The Lakers last season were often, put mildly, an inelegant group offensively. No real surprise, given everything they faced. New coach, no training camp, unlearning the triangle offense anchoring most of the group (and particularly Kobe Bryant) for years while simultaneously learning what Mike Brown wanted them to do in a system more dependent on set play calls.
Change was in order. From a personnel standpoint it certainly came with the acquisitions of Steve Nash and Antawn Jamison, but also could be more structural. As Adrian Wojnarowski of Yahoo! Sports reports, according to Bryant the Lakers will in 2012-13 once again become a "system" team, not with Phil Jackson's triangle but Pete Carril's Princeton offense.
"... The prospect of returning to the discipline of an offensive system in the post-Phil Jackson era holds appeal.

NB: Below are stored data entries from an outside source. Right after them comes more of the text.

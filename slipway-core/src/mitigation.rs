//! Outbound contract for the external mitigation-suggestion generator.
//!
//! The engine never talks to the network. It builds the summary the
//! generator needs, renders the prompt, and checks that the caller handed
//! it a credential. Sending the request is the caller's job; validating the
//! reply lives in [`crate::suggestions`].

use serde::{Deserialize, Serialize};

use crate::confidence::ConfidenceReport;
use crate::critical_path::CriticalPathResult;
use crate::error::{EngineError, EngineResult};
use crate::suggestions::{MAX_SUGGESTIONS, RiskCategory};
use crate::variance::VarianceReport;

/// How many critical tasks go into the summary, by position.
pub const SUMMARY_TASK_LIMIT: usize = 10;

#[derive(Debug, Clone, Copy, PartialEq, Eq, Default, Serialize, Deserialize)]
#[serde(rename_all = "lowercase")]
pub enum Language {
    #[default]
    En,
    He,
}

impl Language {
    fn display_name(&self) -> &'static str {
        match self {
            Language::En => "English",
            Language::He => "Hebrew",
        }
    }
}

impl std::str::FromStr for Language {
    type Err = String;

    fn from_str(s: &str) -> Result<Self, Self::Err> {
        match s.trim().to_lowercase().as_str() {
            "en" => Ok(Language::En),
            "he" => Ok(Language::He),
            other => Err(format!("unsupported language code: {other} (expected en or he)")),
        }
    }
}

/// Generator settings, passed in explicitly at call time.
#[derive(Debug, Clone, PartialEq, Serialize, Deserialize)]
pub struct GeneratorSettings {
    pub model: String,
    pub base_url: String,
    pub max_tokens: u32,
    pub temperature: f32,
    pub api_key: Option<String>,
}

impl GeneratorSettings {
    /// The API key, or an error if none was configured.
    ///
    /// Call this before attempting any request: a missing credential is
    /// fatal, not something to degrade around.
    pub fn require_api_key(&self) -> EngineResult<&str> {
        match self.api_key.as_deref().map(str::trim) {
            Some(key) if !key.is_empty() => Ok(key),
            _ => Err(EngineError::MissingCredential {
                setting: "api_key".to_string(),
            }),
        }
    }
}

#[derive(Debug, Clone, PartialEq, Serialize, Deserialize)]
pub struct SummaryTask {
    pub task_id: String,
    pub title: String,
    pub duration_days: f64,
    pub slack_days: f64,
}

#[derive(Debug, Clone, PartialEq, Serialize, Deserialize)]
pub struct CriticalPathSummary {
    pub total_duration: f64,
    pub task_count: usize,
    pub tasks: Vec<SummaryTask>,
}

#[derive(Debug, Clone, PartialEq, Serialize, Deserialize)]
pub struct VarianceSummary {
    pub average_delay_factor: f64,
    pub total_completed_tasks: usize,
    pub tasks_with_variance_data: usize,
    pub variance_by_priority: std::collections::BTreeMap<String, f64>,
    pub variance_by_milestone: std::collections::BTreeMap<String, f64>,
}

#[derive(Debug, Clone, PartialEq, Serialize, Deserialize)]
pub struct ConfidenceSummary {
    pub confidence_score: f64,
    pub sample_size_score: f64,
    pub consistency_score: f64,
    pub completeness_score: f64,
}

/// The structured summary sent to the generator.
#[derive(Debug, Clone, PartialEq, Serialize, Deserialize)]
pub struct MitigationRequest {
    pub language: Language,
    pub critical_path: CriticalPathSummary,
    pub variance: VarianceSummary,
    pub confidence: ConfidenceSummary,
}

impl MitigationRequest {
    pub fn build(
        path: &CriticalPathResult,
        variance: &VarianceReport,
        confidence: &ConfidenceReport,
        language: Language,
    ) -> Self {
        let tasks = path
            .critical_tasks
            .iter()
            .take(SUMMARY_TASK_LIMIT)
            .map(|t| SummaryTask {
                task_id: t.task_id.clone(),
                title: t.task_title.clone(),
                duration_days: t.duration_days,
                slack_days: t.slack_days,
            })
            .collect();

        Self {
            language,
            critical_path: CriticalPathSummary {
                total_duration: path.total_duration,
                task_count: path.critical_tasks.len(),
                tasks,
            },
            variance: VarianceSummary {
                average_delay_factor: variance.average_delay_factor,
                total_completed_tasks: variance.total_completed_tasks,
                tasks_with_variance_data: variance.tasks_with_variance_data,
                variance_by_priority: variance.variance_by_priority.clone(),
                variance_by_milestone: variance.variance_by_milestone.clone(),
            },
            confidence: ConfidenceSummary {
                confidence_score: confidence.confidence_score,
                sample_size_score: confidence.sample_size_score,
                consistency_score: confidence.consistency_score,
                completeness_score: confidence.completeness_score,
            },
        }
    }

    /// System instruction for the generator.
    pub fn system_prompt(&self) -> String {
        let categories = RiskCategory::ALL
            .iter()
            .map(|c| c.as_str())
            .collect::<Vec<_>>()
            .join(", ");
        format!(
            "You are a project risk analyst. Reply with a JSON array of at most {MAX_SUGGESTIONS} objects \
             and nothing else. Each object has keys: \"strategy\" (string), \"priority\" (high|medium|low), \
             \"impact\" (string), \"effort\" (low|medium|high), \"target_tasks\" (array of task ids), \
             \"risk_category\" ({categories}). Write strategy and impact in {}.",
            self.language.display_name()
        )
    }

    /// User message: the JSON summary.
    pub fn user_prompt(&self) -> String {
        let summary = serde_json::to_string_pretty(self).unwrap_or_else(|_| "{}".to_string());
        format!(
            "Suggest mitigations for the schedule risks in this project summary:\n\n{summary}"
        )
    }
}
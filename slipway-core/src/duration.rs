//! Duration resolution: how many days a task occupies in the schedule.
//!
//! Base duration comes from the task's own attributes and is floored at one
//! day. Simulation adjustments are applied on top of that floor, so a
//! scenario may legitimately shrink a task below a day.

use std::collections::{HashMap, HashSet};

use crate::task::Task;

/// Hours in one working day.
pub const HOURS_PER_DAY: f64 = 8.0;

/// Smallest base duration any task can have, in days.
pub const MIN_BASE_DAYS: f64 = 1.0;

/// Hypothetical changes applied while resolving durations for a scenario.
///
/// `Default` is the identity: no multipliers, no buffer.
#[derive(Debug, Clone, Copy, Default)]
pub struct DurationAdjustments<'a> {
    /// task id -> duration multiplier
    pub duration_multipliers: Option<&'a HashMap<String, f64>>,
    /// assignee id -> efficiency multiplier (duration is divided by it)
    pub resource_efficiency: Option<&'a HashMap<String, f64>>,
    /// Fraction added to tasks on the baseline critical path (0.2 = +20%).
    pub buffer_percentage: f64,
    /// Critical-path task ids of the unmodified schedule.
    pub baseline_critical: Option<&'a HashSet<String>>,
}

impl<'a> DurationAdjustments<'a> {
    pub fn none() -> Self {
        Self::default()
    }

    pub fn duration_multiplier(&self, task: &Task) -> Option<f64> {
        self.duration_multipliers
            .and_then(|m| m.get(&task.id))
            .copied()
    }

    /// Efficiency for the task's assignee, skipping non-positive values.
    pub fn efficiency(&self, task: &Task) -> Option<f64> {
        let assignee = task.assignee_id.as_ref()?;
        self.resource_efficiency
            .and_then(|m| m.get(assignee))
            .copied()
            .filter(|e| *e > 0.0)
    }

    /// Buffer factor when this task gets one, e.g. `Some(1.2)`.
    pub fn buffer_factor(&self, task: &Task) -> Option<f64> {
        if self.buffer_percentage <= 0.0 {
            return None;
        }
        let critical = self.baseline_critical?;
        critical
            .contains(&task.id)
            .then(|| 1.0 + self.buffer_percentage)
    }
}

/// Duration before any simulation adjustment.
///
/// Date range wins over estimated effort; a task with neither takes a day.
pub fn base_duration(task: &Task) -> f64 {
    if let (Some(start), Some(due)) = (task.start_date, task.due_date) {
        return (crate::time::whole_days_between(start, due) as f64).max(MIN_BASE_DAYS);
    }
    if let Some(hours) = task.estimated_hours {
        return (hours / HOURS_PER_DAY).max(MIN_BASE_DAYS);
    }
    MIN_BASE_DAYS
}

/// Resolve a task's duration in days under `adjustments`.
///
/// Order: per-task multiplier, then assignee efficiency, then the critical
/// path buffer.
pub fn resolve_duration(task: &Task, adjustments: &DurationAdjustments<'_>) -> f64 {
    let mut days = base_duration(task);

    if let Some(multiplier) = adjustments.duration_multiplier(task) {
        days *= multiplier;
    }
    if let Some(efficiency) = adjustments.efficiency(task) {
        days /= efficiency;
    }
    if let Some(factor) = adjustments.buffer_factor(task) {
        days *= factor;
    }

    days
}

#[cfg(test)]
mod tests {
    use super::*;
    use chrono::{Duration, TimeZone, Utc};

    fn dated(id: &str, days: i64) -> Task {
        let start = Utc.with_ymd_and_hms(2026, 3, 2, 9, 0, 0).unwrap();
        Task::new(id, id).with_dates(start, start + Duration::days(days))
    }

    #[test]
    fn date_range_beats_estimate() {
        let t = dated("a", 5).with_estimate(80.0);
        assert_eq!(base_duration(&t), 5.0);
    }

    #[test]
    fn estimate_converts_hours_to_days() {
        let t = Task::new("a", "a").with_estimate(20.0);
        assert_eq!(base_duration(&t), 2.5);
    }

    #[test]
    fn base_is_floored_at_one_day() {
        assert_eq!(base_duration(&Task::new("a", "a")), 1.0);
        assert_eq!(base_duration(&Task::new("b", "b").with_estimate(2.0)), 1.0);
        assert_eq!(base_duration(&dated("c", 0)), 1.0);
        // due before start
        assert_eq!(base_duration(&dated("d", -3)), 1.0);
    }

    #[test]
    fn multipliers_apply_in_order_and_may_go_below_floor() {
        let task = Task::new("a", "a").with_estimate(16.0).with_assignee("u1");
        let mult: HashMap<String, f64> = [("a".to_string(), 0.25)].into();
        let eff: HashMap<String, f64> = [("u1".to_string(), 2.0)].into();
        let adj = DurationAdjustments {
            duration_multipliers: Some(&mult),
            resource_efficiency: Some(&eff),
            ..Default::default()
        };
        // 2.0 * 0.25 / 2.0
        assert_eq!(resolve_duration(&task, &adj), 0.25);
    }

    #[test]
    fn non_positive_efficiency_is_ignored() {
        let task = Task::new("a", "a").with_estimate(16.0).with_assignee("u1");
        let eff: HashMap<String, f64> = [("u1".to_string(), 0.0)].into();
        let adj = DurationAdjustments {
            resource_efficiency: Some(&eff),
            ..Default::default()
        };
        assert_eq!(resolve_duration(&task, &adj), 2.0);
    }

    #[test]
    fn efficiency_needs_an_assignee() {
        let task = Task::new("a", "a").with_estimate(16.0);
        let eff: HashMap<String, f64> = [("u1".to_string(), 0.5)].into();
        let adj = DurationAdjustments {
            resource_efficiency: Some(&eff),
            ..Default::default()
        };
        assert_eq!(resolve_duration(&task, &adj), 2.0);
    }

    #[test]
    fn buffer_only_hits_baseline_critical_tasks() {
        let critical: HashSet<String> = ["a".to_string()].into();
        let adj = DurationAdjustments {
            buffer_percentage: 0.5,
            baseline_critical: Some(&critical),
            ..Default::default()
        };
        assert_eq!(resolve_duration(&dated("a", 2), &adj), 3.0);
        assert_eq!(resolve_duration(&dated("b", 2), &adj), 2.0);
    }

    #[test]
    fn no_adjustments_is_base() {
        let t = dated("a", 4);
        assert_eq!(resolve_duration(&t, &DurationAdjustments::none()), base_duration(&t));
    }
}
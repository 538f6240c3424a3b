use anyhow::{Context, Result, bail};
use clap::{ArgAction, Args, Parser, Subcommand};
use serde::Serialize;
use slipway_core::{
    DurationAdjustments, Language, MitigationRequest, ProjectSnapshot, ScenarioChanges,
    analyze_variance, critical_path, project_report, score_confidence, simulate_scenario,
    solve_schedule,
};
use slipway_ingest::SnapshotSource;
use slipway_ingest::types::DEFAULT_TIMEZONE;
use std::fs;
use std::path::{Path, PathBuf};
use tracing_subscriber::EnvFilter;

mod config;
mod llm;
mod state;

#[derive(Parser, Debug)]
#[command(
    name = "slipway",
    version = concat!(env!("CARGO_PKG_VERSION"), " (", env!("SLIPWAY_BUILD_SHA"), ")"),
    about = "Critical-path scheduling and schedule-risk analysis"
)]
struct Cli {
    /// More log output on stderr (-v debug, -vv trace)
    #[arg(short, long, action = ArgAction::Count, global = true)]
    verbose: u8,

    /// Single-line JSON instead of pretty-printed
    #[arg(long, global = true)]
    compact: bool,

    #[command(subcommand)]
    command: Command,
}

#[derive(Args, Debug)]
struct InputArgs {
    /// Project snapshot as one JSON document
    #[arg(long, conflicts_with_all = ["tasks", "deps"])]
    snapshot: Option<PathBuf>,

    /// Task export (CSV)
    #[arg(long)]
    tasks: Option<PathBuf>,

    /// Dependency export (CSV)
    #[arg(long, requires = "tasks")]
    deps: Option<PathBuf>,

    /// IANA timezone for local dates in CSV exports
    #[arg(long, default_value = DEFAULT_TIMEZONE)]
    tz: String,
}

impl InputArgs {
    fn source(&self) -> Result<SnapshotSource> {
        match (&self.snapshot, &self.tasks) {
            (Some(p), _) => Ok(SnapshotSource::Json(p.clone())),
            (None, Some(tasks)) => Ok(SnapshotSource::Csv {
                tasks: tasks.clone(),
                dependencies: self.deps.clone(),
                timezone: self.tz.clone(),
            }),
            (None, None) => bail!("no input: pass --snapshot <json> or --tasks <csv> [--deps <csv>]"),
        }
    }

    fn load(&self) -> Result<ProjectSnapshot> {
        let source = self.source()?;
        let snapshot = source.load()?;
        if snapshot.tasks.is_empty() {
            tracing::warn!(?source, "snapshot has no tasks");
        }
        Ok(snapshot)
    }
}

#[derive(Subcommand, Debug)]
enum Command {
    /// Critical path: task ids, total duration, per-task detail
    CriticalPath {
        #[command(flatten)]
        input: InputArgs,
    },

    /// Full ES/EF/LS/LF/slack table for every task
    Schedule {
        #[command(flatten)]
        input: InputArgs,
    },

    /// Delay factors of completed tasks, grouped
    Variance {
        #[command(flatten)]
        input: InputArgs,
    },

    /// How much to trust the estimates
    Confidence {
        #[command(flatten)]
        input: InputArgs,
    },

    /// What-if: compare a scenario against the baseline schedule
    Simulate {
        #[command(flatten)]
        input: InputArgs,

        /// Scenario changes (JSON)
        #[arg(long)]
        scenario: PathBuf,
    },

    /// Ask the suggestion generator for mitigations
    Mitigate {
        #[command(flatten)]
        input: InputArgs,

        /// Language for the suggestions (en, he); defaults to the config
        #[arg(long)]
        language: Option<Language>,

        /// Print the request instead of sending it
        #[arg(long)]
        dry_run: bool,
    },

    /// Critical path, variance, and confidence in one document
    Report {
        #[command(flatten)]
        input: InputArgs,
    },

    /// Manage ~/.slipway/config.toml
    Config {
        #[command(subcommand)]
        command: ConfigCommand,
    },
}

#[derive(Subcommand, Debug)]
enum ConfigCommand {
    /// Write the default config if none exists
    Init,
    /// Print the effective config (API key redacted)
    Show,
}

fn init_tracing(verbose: u8) {
    let filter = match verbose {
        0 => EnvFilter::try_from_default_env().unwrap_or_else(|_| EnvFilter::new("warn")),
        1 => EnvFilter::new("debug"),
        _ => EnvFilter::new("trace"),
    };
    tracing_subscriber::fmt()
        .with_env_filter(filter)
        .with_target(false)
        .with_writer(std::io::stderr)
        .init();
}

fn emit<T: Serialize>(value: &T, pretty: bool) -> Result<()> {
    let out = if pretty {
        serde_json::to_string_pretty(value)
    } else {
        serde_json::to_string(value)
    }
    .context("serialize output")?;
    println!("{out}");
    Ok(())
}

fn load_scenario(path: &Path) -> Result<ScenarioChanges> {
    let s = fs::read_to_string(path).with_context(|| format!("read {}", path.display()))?;
    serde_json::from_str(&s).with_context(|| format!("parsing {}", path.display()))
}

fn mitigation_request(snapshot: &ProjectSnapshot, language: Language) -> MitigationRequest {
    let report = project_report(snapshot);
    MitigationRequest::build(&report.critical_path, &report.variance, &report.confidence, language)
}

#[tokio::main]
async fn main() -> Result<()> {
    let cli = Cli::parse();
    init_tracing(cli.verbose);

    // Only `mitigate` and `config show` need the config file to be readable.
    let pretty = !cli.compact && config::output_or_default(config::load_config()).pretty;

    match cli.command {
        Command::CriticalPath { input } => {
            let s = input.load()?;
            emit(&critical_path(&s.tasks, &s.dependencies), pretty)?;
        }

        Command::Schedule { input } => {
            let s = input.load()?;
            let schedule = solve_schedule(&s.tasks, &s.dependencies, &DurationAdjustments::none());
            emit(&schedule, pretty)?;
        }

        Command::Variance { input } => {
            let s = input.load()?;
            emit(&analyze_variance(&s.tasks), pretty)?;
        }

        Command::Confidence { input } => {
            let s = input.load()?;
            emit(&score_confidence(&s.tasks), pretty)?;
        }

        Command::Simulate { input, scenario } => {
            let s = input.load()?;
            let changes = load_scenario(&scenario)?;
            emit(&simulate_scenario(&s.tasks, &s.dependencies, &changes), pretty)?;
        }

        Command::Mitigate {
            input,
            language,
            dry_run,
        } => {
            let s = input.load()?;

            if dry_run {
                let language = language
                    .unwrap_or_else(|| config::output_or_default(config::load_config()).language);
                let request = mitigation_request(&s, language);
                emit(
                    &serde_json::json!({
                        "system": request.system_prompt(),
                        "user": request.user_prompt(),
                    }),
                    pretty,
                )?;
                return Ok(());
            }

            let cfg = config::load_config()?;
            let request = mitigation_request(&s, language.unwrap_or(cfg.output.language));
            let settings = cfg.generator_settings(std::env::var(config::API_KEY_ENV).ok());
            let suggestions =
                llm::request_suggestions(&cfg.generator.provider, &settings, &request).await?;
            emit(&suggestions, pretty)?;
        }

        Command::Report { input } => {
            let s = input.load()?;
            emit(&project_report(&s), pretty)?;
        }

        Command::Config { command } => match command {
            ConfigCommand::Init => {
                let p = config::init_config()?;
                println!("{}", p.display());
            }
            ConfigCommand::Show => {
                let cfg = config::load_config()?;
                let shown = toml::to_string_pretty(&cfg.redacted()).context("serialize config")?;
                eprintln!("# {}", config::config_path()?.display());
                print!("{shown}");
            }
        },
    }

    Ok(())
}
//! JSON project snapshots.
//!
//! Shape: `{"tasks": [Task...], "dependencies": [{"task_id", "depends_on_id"}...]}`.
//! `dependencies` may be omitted.

use std::fs;
use std::path::Path;

use anyhow::{Context, Result};
use slipway_core::ProjectSnapshot;

pub fn parse_snapshot_json(text: &str) -> Result<ProjectSnapshot> {
    let snapshot: ProjectSnapshot =
        serde_json::from_str(text).context("parse project snapshot JSON")?;
    tracing::debug!(
        tasks = snapshot.tasks.len(),
        dependencies = snapshot.dependencies.len(),
        "loaded JSON snapshot"
    );
    Ok(snapshot)
}

pub fn load_snapshot_json(path: impl AsRef<Path>) -> Result<ProjectSnapshot> {
    let path = path.as_ref();
    let text = fs::read_to_string(path).with_context(|| format!("read {}", path.display()))?;
    parse_snapshot_json(&text).with_context(|| format!("parsing {}", path.display()))
}

#[cfg(test)]
mod tests {
    use super::*;
    use slipway_core::TaskStatus;

    #[test]
    fn parses_minimal_snapshot() {
        let s = parse_snapshot_json(
            r#"{
                "tasks": [
                    {"id": "t1", "title": "Design", "status": "completed",
                     "estimated_hours": 16, "actual_hours": 20, "assignee_id": "u1",
                     "start_date": "2026-03-02T09:00:00Z", "due_date": "2026-03-04T09:00:00Z"},
                    {"id": "t2", "title": "Build"}
                ],
                "dependencies": [{"task_id": "t2", "depends_on_id": "t1"}]
            }"#,
        )
        .unwrap();

        assert_eq!(s.tasks.len(), 2);
        assert_eq!(s.tasks[0].status, TaskStatus::Completed);
        assert_eq!(s.tasks[0].estimated_hours, Some(16.0));
        assert!(s.tasks[0].start_date.is_some());
        assert_eq!(s.tasks[1].status, TaskStatus::Todo);
        assert_eq!(s.dependencies[0].depends_on_id, "t1");
    }

    #[test]
    fn dependencies_are_optional() {
        let s = parse_snapshot_json(r#"{"tasks": []}"#).unwrap();
        assert!(s.dependencies.is_empty());
    }

    #[test]
    fn rejects_tasks_without_ids() {
        assert!(parse_snapshot_json(r#"{"tasks": [{"title": "x"}]}"#).is_err());
    }
}
//! slipway-ingest: loads project snapshots (tasks + dependency edges) from
//! JSON documents or CSV exports of the task store.

pub mod parsers;
pub mod types;

pub use parsers::csv_export::{load_snapshot_csv, parse_dependencies_csv, parse_tasks_csv};
pub use parsers::json_snapshot::{load_snapshot_json, parse_snapshot_json};
pub use types::SnapshotSource;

"It's a great offense," Bryant told Yahoo! Sports. "It's exactly what we need. It takes us back to being able to play by making reads and reacting to defenses. It takes a great deal of communication, but that's where we're at our best: Reading and reacting as opposed to just coming down and calling sets. Calling sets make you vulnerable.
"There's so many threats, so many options, it's very tough to defend. Against the type of defenses that teams play nowadays, they load up on one side and are constantly coming with help from the weak side. The Princeton offense makes it very, very tough to lock in on one particular player.
"From my experience, those types of principles -- ball movement, changing sides on the floor, everybody being involved -- those are championship principles. That's championship DNA."
The Princeton O isn't the triangle, but shares similar principles: reading defenses instead of simply calling plays, heavy on ball and player movement, an emphasis on skilled passing big men, and so on. In exactly what form the Lakers would implement it is still an open question -- we're not even into August yet -- particularly with Nash (among the greatest high screen-and-roll players in NBA history, and brilliant at probing a defense until a crack appears) in the fold. But if Kobe is talking publicly about it, it's hard to believe the Lakers won't have a strong Ivy League flavor next year. (In that spirit, they are rumored to be bringing in former NBA head coach Eddie Jordan, a Carill disciple and expert architect of the offense, to join Brown's staff.)
The Princeton offense plays to many of the team's strengths. As a group, the Lakers are a very high I.Q. bunch, and are accustomed to and comfortable with reading opposing defenses. It also suits individual talent, particularly Pau Gasol, because of the premium placed on passing. The Lakers have no shortage of players capable of moving the rock effectively. And for what it's worth, Jamison played well in the system under Jordan while in Washington.
I suspect if they go Princeton, it won't be an every-trip type thing. The Lakers didn't run the triangle on every possession, either. What Jackson's offense delivered, though, and what anchoring this year's offense on Princeton principles would similarly accomplish, was structure.
For a team often looking directionless last year on that end of the floor, a sense of identity starting with an empowering core offensive philosophy like the Princeton could prove very beneficial.